DATA IN THIS EXERCISE
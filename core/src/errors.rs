use std::fmt;

// ---------------------------------------------------------------------------
// Parameter errors
// ---------------------------------------------------------------------------

/// Errors produced by the connection-parameter model.
///
/// Parsing is deliberately lenient: missing optional URI segments, empty
/// query values, and bare query keys are all normalized silently. The only
/// raised condition is a URI whose scheme/authority structure cannot be
/// decomposed at all.
#[derive(Debug, Clone, PartialEq, Eq)]
pub enum ParamsError {
    /// The URI string could not be decomposed into scheme + host or path.
    /// Carries the offending input verbatim.
    InvalidUri(String),
}

impl fmt::Display for ParamsError {
    fn fmt(&self, f: &mut fmt::Formatter<'_>) -> fmt::Result {
        match self {
            ParamsError::InvalidUri(uri) => {
                write!(f, "Invalid parameters URI: {}", uri)
            }
        }
    }
}

impl std::error::Error for ParamsError {}
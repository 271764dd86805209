//! Scalar parameter values.
//!
//! Connection parameters form an open string→scalar mapping, so every stored
//! value is a `Value`: a string, integer, float, or boolean. URI parsing
//! always produces strings; the coercion accessors below are where a consumer
//! turns `"0.5"` into a number, never the parser itself.

use std::fmt;

use serde::{Deserialize, Serialize};


/// A single scalar parameter value.
///
/// Serialized untagged, so JSON scalars round-trip naturally:
/// `"foobar"`, `7000`, `0.5`, and `true` each map to the matching variant.
#[derive(Debug, Clone, PartialEq, Serialize, Deserialize)]
#[serde(untagged)]
pub enum Value {
    Bool(bool),
    Int(i64),
    Float(f64),
    Str(String),
}

impl Value {
    /// String view. No coercion — numeric and boolean values return `None`.
    pub fn as_str(&self) -> Option<&str> {
        match self {
            Value::Str(s) => Some(s),
            _ => None,
        }
    }

    /// Integer view with lenient coercion: integer strings parse, floats
    /// with no fractional part convert.
    pub fn as_int(&self) -> Option<i64> {
        match self {
            Value::Int(n) => Some(*n),
            Value::Float(f) if f.fract() == 0.0 => Some(*f as i64),
            Value::Str(s) => s.trim().parse().ok(),
            _ => None,
        }
    }

    /// Float view with lenient coercion: integers widen, numeric strings parse.
    pub fn as_float(&self) -> Option<f64> {
        match self {
            Value::Float(f) => Some(*f),
            Value::Int(n) => Some(*n as f64),
            Value::Str(s) => s.trim().parse().ok(),
            Value::Bool(_) => None,
        }
    }

    /// Boolean view with lenient coercion: accepts `0`/`1` integers and the
    /// flag strings `"0"`, `"1"`, `"true"`, `"false"`.
    pub fn as_bool(&self) -> Option<bool> {
        match self {
            Value::Bool(b) => Some(*b),
            Value::Int(0) => Some(false),
            Value::Int(1) => Some(true),
            Value::Str(s) => match s.as_str() {
                "1" | "true" => Some(true),
                "0" | "false" => Some(false),
                _ => None,
            },
            _ => None,
        }
    }
}

impl fmt::Display for Value {
    fn fmt(&self, f: &mut fmt::Formatter<'_>) -> fmt::Result {
        match self {
            Value::Bool(b) => write!(f, "{}", b),
            Value::Int(n) => write!(f, "{}", n),
            Value::Float(x) => write!(f, "{}", x),
            Value::Str(s) => f.write_str(s),
        }
    }
}

impl From<&str> for Value {
    fn from(s: &str) -> Self {
        Value::Str(s.to_string())
    }
}

impl From<String> for Value {
    fn from(s: String) -> Self {
        Value::Str(s)
    }
}

impl From<i64> for Value {
    fn from(n: i64) -> Self {
        Value::Int(n)
    }
}

impl From<i32> for Value {
    fn from(n: i32) -> Self {
        Value::Int(n as i64)
    }
}

impl From<u16> for Value {
    fn from(n: u16) -> Self {
        Value::Int(n as i64)
    }
}

impl From<f64> for Value {
    fn from(x: f64) -> Self {
        Value::Float(x)
    }
}

impl From<bool> for Value {
    fn from(b: bool) -> Self {
        Value::Bool(b)
    }
}


// ---------------------------------------------------------------------------
// Tests
// ---------------------------------------------------------------------------
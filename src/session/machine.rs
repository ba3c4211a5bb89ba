//! The per-player game session state machine.
//!
//! States: `Idle → Active → {Won | (Invalid → Active)}`.
//!
//! All mutation happens in discrete calls on a single thread; the only
//! scheduled work is the invalid-status revert, polled via `tick`. One
//! session is live per player, so the session owns its card, pool,
//! marks, RNG streams, and timer outright.

use std::time::Instant;

use log::{debug, info};
use serde::{Deserialize, Serialize};

use crate::card::{Card, CardGenerator};
use crate::core::{Cell, GameRng};
use crate::draw::DrawSequencer;
use crate::marks::MarkTracker;
use crate::verify::{ClaimPolicy, MarkAndProve, Verdict};

use super::timer::RevertTimer;

/// Lifecycle status of a session.
#[derive(Clone, Copy, Debug, PartialEq, Eq, Serialize, Deserialize)]
pub enum SessionStatus {
    /// No card in play yet, or abandoned after a win.
    Idle,
    /// A game is in progress.
    Active,
    /// The session's claim was accepted. Terminal until `start()`.
    Won,
    /// A claim was rejected; reverts to `Active` when the timer fires.
    Invalid,
}

/// A single player's game: card, draw pool, marks, and status.
pub struct GameSession {
    generator: CardGenerator,
    sequencer: DrawSequencer,
    marks: MarkTracker,
    card: Option<Card>,
    policy: Box<dyn ClaimPolicy>,
    status: SessionStatus,
    revert: Option<RevertTimer>,
}

impl GameSession {
    /// Create an idle session with the default mark-and-prove policy.
    ///
    /// Card generation and draw sequencing get independent deterministic
    /// streams derived from the one seed.
    #[must_use]
    pub fn new(seed: u64) -> Self {
        Self::with_policy(seed, Box::new(MarkAndProve))
    }

    /// Create an idle session with an explicit verification policy.
    #[must_use]
    pub fn with_policy(seed: u64, policy: Box<dyn ClaimPolicy>) -> Self {
        let rng = GameRng::new(seed);
        Self {
            generator: CardGenerator::new(rng.for_context("card")),
            sequencer: DrawSequencer::new(rng.for_context("draw")),
            marks: MarkTracker::new(),
            card: None,
            policy,
            status: SessionStatus::Idle,
            revert: None,
        }
    }

    /// Start a new game, abandoning any prior state.
    ///
    /// Generates a fresh card, restores the full pool, resets marks to
    /// the free space, and cancels a pending revert. Callable from any
    /// state.
    pub fn start(&mut self) {
        self.card = Some(self.generator.generate());
        self.sequencer.reset();
        self.marks.reset();
        self.revert = None;
        self.status = SessionStatus::Active;
        info!("session started: fresh card, full pool");
    }

    /// Draw the next number. `None` when the pool is exhausted or the
    /// session is not active.
    pub fn draw(&mut self) -> Option<u8> {
        if self.status != SessionStatus::Active {
            return None;
        }

        let number = self.sequencer.draw()?;
        debug!(
            "called {}-{} ({} of 75)",
            Card::letter_for(number),
            number,
            self.sequencer.drawn().len()
        );
        Some(number)
    }

    /// Toggle a card cell. No-op unless the session is active.
    pub fn toggle(&mut self, cell: Cell) {
        if self.status == SessionStatus::Active {
            self.marks.toggle(cell);
        }
    }

    /// Claim bingo. `None` unless the session is active.
    ///
    /// Acceptance moves the session to `Won` permanently. Rejection is
    /// non-fatal: the session shows `Invalid` until `INVALID_DISPLAY`
    /// has elapsed, with marks and draw state preserved.
    pub fn claim(&mut self, now: Instant) -> Option<Verdict> {
        if self.status != SessionStatus::Active {
            return None;
        }
        let card = self.card.as_ref()?;

        let verdict = self.policy.judge(card, &self.marks, self.sequencer.drawn());
        match verdict {
            Verdict::Accepted => {
                self.status = SessionStatus::Won;
                self.revert = None;
                info!("claim accepted, session won");
            }
            Verdict::Rejected => {
                self.status = SessionStatus::Invalid;
                self.revert = Some(RevertTimer::starting(now));
                debug!("claim rejected, invalid until revert fires");
            }
        }
        Some(verdict)
    }

    /// Fire the pending revert if it is due. Safe to call at any time.
    pub fn tick(&mut self, now: Instant) {
        if self.status != SessionStatus::Invalid {
            return;
        }
        if self.revert.is_some_and(|timer| timer.is_due(now)) {
            self.status = SessionStatus::Active;
            self.revert = None;
            debug!("invalid window elapsed, session active again");
        }
    }

    /// Current lifecycle status.
    #[must_use]
    pub fn status(&self) -> SessionStatus {
        self.status
    }

    /// The card in play, if any.
    #[must_use]
    pub fn card(&self) -> Option<&Card> {
        self.card.as_ref()
    }

    /// The player's marks.
    #[must_use]
    pub fn marks(&self) -> &MarkTracker {
        &self.marks
    }

    /// The draw sequence.
    #[must_use]
    pub fn draws(&self) -> &DrawSequencer {
        &self.sequencer
    }

    /// Deadline of the pending revert, if one is scheduled.
    #[must_use]
    pub fn revert_deadline(&self) -> Option<Instant> {
        self.revert.map(|timer| timer.deadline())
    }
}
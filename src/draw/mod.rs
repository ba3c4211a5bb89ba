//! Draw sequencing over the 1..=75 pool.

pub mod sequencer;

pub use sequencer::DrawSequencer;
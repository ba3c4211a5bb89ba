//! Card cell coordinates.
//!
//! ## Cell
//!
//! Type-safe (column, row) coordinate on the 5×5 card. Both axes are
//! 0-indexed. The center cell `Cell::FREE` is the free space: it holds
//! no number and always counts as covered. Representing it as a single
//! reserved constant keeps generation, marking, and verification from
//! each re-deriving the special case.

use serde::{Deserialize, Serialize};

/// Number of columns (and rows) on a card.
pub const GRID_SIZE: u8 = 5;

/// Coordinate of a single card cell.
///
/// Columns are 0-indexed left to right (B through O), rows 0-indexed
/// top to bottom.
#[derive(Clone, Copy, Debug, PartialEq, Eq, Hash, Serialize, Deserialize)]
pub struct Cell {
    pub col: u8,
    pub row: u8,
}

impl Cell {
    /// The fixed free space at the center of every card.
    pub const FREE: Cell = Cell::new(2, 2);

    /// Create a new cell coordinate.
    ///
    /// Panics if either axis is out of the 5×5 grid.
    #[must_use]
    pub const fn new(col: u8, row: u8) -> Self {
        assert!(col < GRID_SIZE && row < GRID_SIZE, "Cell out of 5x5 grid");
        Self { col, row }
    }

    /// Whether this cell is the free space.
    #[must_use]
    pub const fn is_free(self) -> bool {
        self.col == Self::FREE.col && self.row == Self::FREE.row
    }

    /// Iterate over all 25 cells in column-major order.
    pub fn all() -> impl Iterator<Item = Cell> {
        (0..GRID_SIZE).flat_map(|col| (0..GRID_SIZE).map(move |row| Cell::new(col, row)))
    }
}

impl std::fmt::Display for Cell {
    fn fmt(&self, f: &mut std::fmt::Formatter<'_>) -> std::fmt::Result {
        write!(f, "({}, {})", self.col, self.row)
    }
}
//! Deterministic random number generation.
//!
//! ## Key Features
//!
//! - **Deterministic**: Same seed produces identical sequence
//! - **Context streams**: Independent sequences for different purposes
//!
//! A session owns one `GameRng` and derives independent streams from it,
//! so card generation and number drawing never perturb each other's
//! sequences:
//!
//! ```
//! use bingo_engine::core::GameRng;
//!
//! let rng = GameRng::new(42);
//! let mut card_rng = rng.for_context("card");
//! let mut draw_rng = rng.for_context("draw");
//!
//! // Same seed + same context = same stream, every time.
//! let again = GameRng::new(42).for_context("card").gen_range_u8(1..=75);
//! assert_eq!(card_rng.gen_range_u8(1..=75), again);
//! # let _ = draw_rng.gen_range_u8(1..=75);
//! ```

use rand::{Rng, SeedableRng};
use rand_chacha::ChaCha8Rng;
use std::hash::{Hash, Hasher};

/// Deterministic RNG for card generation and draw sequencing.
///
/// Uses ChaCha8 for speed while maintaining cryptographic quality randomness.
#[derive(Clone, Debug)]
pub struct GameRng {
    inner: ChaCha8Rng,
    seed: u64,
}

impl GameRng {
    /// Create a new RNG with the given seed.
    #[must_use]
    pub fn new(seed: u64) -> Self {
        Self {
            inner: ChaCha8Rng::seed_from_u64(seed),
            seed,
        }
    }

    /// Create an independent stream for a specific context.
    ///
    /// Useful for separating randomness domains (e.g., card layout vs draws).
    /// The same context always produces the same stream from the same seed.
    #[must_use]
    pub fn for_context(&self, context: &str) -> Self {
        use std::collections::hash_map::DefaultHasher;

        let mut hasher = DefaultHasher::new();
        self.seed.hash(&mut hasher);
        context.hash(&mut hasher);
        let context_seed = hasher.finish();

        Self {
            inner: ChaCha8Rng::seed_from_u64(context_seed),
            seed: context_seed,
        }
    }

    /// Generate a random number in the given inclusive range.
    pub fn gen_range_u8(&mut self, range: std::ops::RangeInclusive<u8>) -> u8 {
        self.inner.gen_range(range)
    }

    /// Generate a random usize in the given range.
    pub fn gen_range_usize(&mut self, range: std::ops::Range<usize>) -> usize {
        self.inner.gen_range(range)
    }
}

#[cfg(test)]
mod tests {
    use super::*;

    #[test]
    fn test_determinism() {
        let mut rng1 = GameRng::new(42);
        let mut rng2 = GameRng::new(42);

        for _ in 0..100 {
            assert_eq!(rng1.gen_range_u8(1..=75), rng2.gen_range_u8(1..=75));
        }
    }

    #[test]
    fn test_different_seeds() {
        let mut rng1 = GameRng::new(1);
        let mut rng2 = GameRng::new(2);

        let seq1: Vec<_> = (0..10).map(|_| rng1.gen_range_u8(1..=75)).collect();
        let seq2: Vec<_> = (0..10).map(|_| rng2.gen_range_u8(1..=75)).collect();

        assert_ne!(seq1, seq2);
    }

    #[test]
    fn test_context_produces_different_sequence() {
        let rng = GameRng::new(42);
        let mut ctx1 = rng.for_context("card");
        let mut ctx2 = rng.for_context("draw");

        let seq1: Vec<_> = (0..10).map(|_| ctx1.gen_range_u8(1..=75)).collect();
        let seq2: Vec<_> = (0..10).map(|_| ctx2.gen_range_u8(1..=75)).collect();

        assert_ne!(seq1, seq2);
    }

    #[test]
    fn test_context_is_deterministic() {
        let rng1 = GameRng::new(42);
        let rng2 = GameRng::new(42);

        let mut ctx1 = rng1.for_context("card");
        let mut ctx2 = rng2.for_context("card");

        for _ in 0..10 {
            assert_eq!(ctx1.gen_range_u8(1..=75), ctx2.gen_range_u8(1..=75));
        }
    }

    #[test]
    fn test_range_bounds() {
        let mut rng = GameRng::new(7);
        for _ in 0..1000 {
            let n = rng.gen_range_u8(16..=30);
            assert!((16..=30).contains(&n));
        }
    }
}
//! Which card cells the player has covered.
//!
//! The free space is pre-marked and can never be unmarked; every other
//! cell toggles. Toggling is its own inverse, so two presses of the same
//! cell restore the prior state.

use rustc_hash::FxHashSet;

use crate::core::Cell;

/// Set of covered cells, always containing the free space.
#[derive(Clone, Debug)]
pub struct MarkTracker {
    marked: FxHashSet<Cell>,
}

impl Default for MarkTracker {
    fn default() -> Self {
        Self::new()
    }
}

impl MarkTracker {
    /// Create a tracker with only the free space marked.
    #[must_use]
    pub fn new() -> Self {
        let mut marked = FxHashSet::default();
        marked.insert(Cell::FREE);
        Self { marked }
    }

    /// Flip a cell's membership. No-op on the free space.
    pub fn toggle(&mut self, cell: Cell) {
        if cell.is_free() {
            return;
        }
        if !self.marked.insert(cell) {
            self.marked.remove(&cell);
        }
    }

    /// Whether a cell is covered.
    #[must_use]
    pub fn is_marked(&self, cell: Cell) -> bool {
        self.marked.contains(&cell)
    }

    /// Iterate over covered cells (order unspecified).
    pub fn marked(&self) -> impl Iterator<Item = Cell> + '_ {
        self.marked.iter().copied()
    }

    /// Number of covered cells, free space included.
    #[must_use]
    pub fn len(&self) -> usize {
        self.marked.len()
    }

    /// True only before any player mark; the free space alone remains.
    #[must_use]
    pub fn is_empty(&self) -> bool {
        self.marked.len() == 1
    }

    /// Clear back to only the free space, for a new game.
    pub fn reset(&mut self) {
        self.marked.clear();
        self.marked.insert(Cell::FREE);
    }
}
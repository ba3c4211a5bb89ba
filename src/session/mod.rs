//! Game session lifecycle.

pub mod machine;
pub mod timer;

pub use machine::{GameSession, SessionStatus};
pub use timer::{RevertTimer, INVALID_DISPLAY};
//! Player mark tracking.

pub mod tracker;

pub use tracker::MarkTracker;
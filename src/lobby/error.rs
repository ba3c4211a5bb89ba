//! Lobby boundary errors.
//!
//! These never touch an in-progress game session; they map straight to
//! 4xx-class responses at the transport.

use thiserror::Error;

/// Errors a lobby request can produce.
#[derive(Debug, Error)]
pub enum LobbyError {
    /// Request body did not parse.
    #[error("malformed lobby request: {0}")]
    MalformedRequest(#[from] serde_json::Error),

    /// No record under the requested id.
    #[error("no game with id {0}")]
    NotFound(String),
}

impl LobbyError {
    /// HTTP-style status code for the transport layer.
    #[must_use]
    pub fn status_code(&self) -> u16 {
        match self {
            LobbyError::MalformedRequest(_) => 400,
            LobbyError::NotFound(_) => 404,
        }
    }
}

TO DO
In restating the data, begin at its first line, reproduce each line word for word, and conclude with the line that contains "the parser itself.".

RESULT OF THIS TASK
filename core/src/errors.rs
use std::fmt;

// ---------------------------------------------------------------------------
// Parameter errors
// ---------------------------------------------------------------------------

/// Errors produced by the connection-parameter model.
///
/// Parsing is deliberately lenient: missing optional URI segments, empty
/// query values, and bare query keys are all normalized silently. The only
/// raised condition is a URI whose scheme/authority structure cannot be
/// decomposed at all.
#[derive(Debug, Clone, PartialEq, Eq)]
pub enum ParamsError {
    /// The URI string could not be decomposed into scheme + host or path.
    /// Carries the offending input verbatim.
    InvalidUri(String),
}

impl fmt::Display for ParamsError {
    fn fmt(&self, f: &mut fmt::Formatter<'_>) -> fmt::Result {
        match self {
            ParamsError::InvalidUri(uri) => {
                write!(f, "Invalid parameters URI: {}", uri)
            }
        }
    }
}

impl std::error::Error for ParamsError {}
repository 271764dd86805209
//! Scalar parameter values.
//!
//! Connection parameters form an open string→scalar mapping, so every stored
//! value is a `Value`: a string, integer, float, or boolean. URI parsing
//! always produces strings; the coercion accessors below are where a consumer
//! turns `"0.5"` into a number, never the parser itself.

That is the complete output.